Temple Grandin, Animal Advocate

Temple Grandin is an author, inventor, animal advocate, and proud autistic individual. She was born on August 29, 1947, in Boston, Massachusetts. Temple did not talk until she was three and a half years old. At the time, her mother did not have many resources to understand how her brain worked. She was diagnosed with autism. Temple’s mother worked for years with her to develop her verbal and social skills. With the help of her mother and other mentors, Temple grew into a self-confident, intelligent person. She now spends a lot of her time talking and teaching people about autism spectrum disorder.

Temple Grandin’s life revolves around her work with animals. In fact, she often speaks about how her own experience with autism influences her work with animals. She gets stressed and anxious when she is in big groups and other social situations. She wants to make sure animals don’t experience this same stress. She also thinks in pictures. If someone says, “think of a boat,” she thinks of many specific boats she has seen before. Her brain is like a slideshow of images. She realized that, similar to her, animals respond to visual distractions such as chains, shadows, or machinery. Animals begin to get excited and can get hurt easily. By taking away these distractions, cattle farmers can limit an animal’s stress and give it a better life. She used these connections with animals to design a new way of restraining, or holding, them. This invention was called a center track conveyor restrainer system. It is now used in many cattle farms across the United States.
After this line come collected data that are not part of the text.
//! Bootstrap utilities for classconnect binaries.

use tracing_subscriber::{layer::SubscriberExt, util::SubscriberInitExt};

use crate::config::LOG_ENV_VAR;

/// Initialize tracing with the CLASSCONNECT_LOG environment variable.
///
/// Defaults to "info" level if CLASSCONNECT_LOG is not set.
pub fn init_tracing() {
    tracing_subscriber::registry()
        .with(
            tracing_subscriber::EnvFilter::try_from_env(LOG_ENV_VAR)
                .unwrap_or_else(|_| tracing_subscriber::EnvFilter::new("info")),
        )
        .with(tracing_subscriber::fmt::layer())
        .init();
}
Temple believes her autism has benefited her greatly and given her the skills to help improve the lives of animals. She has been a champion for neurodiversity. She believes the world needs different kinds of minds to work together. And she believes it is important to train teachers to support children who have different skills and challenges. In high school, Temple had a science teacher who supported her and became her mentor. He helped her gain self-confidence and realize she had an ability to connect with animals. Temple Grandin hopes all neurodiverse children could have this kind of teacher who pushes them to be their best self.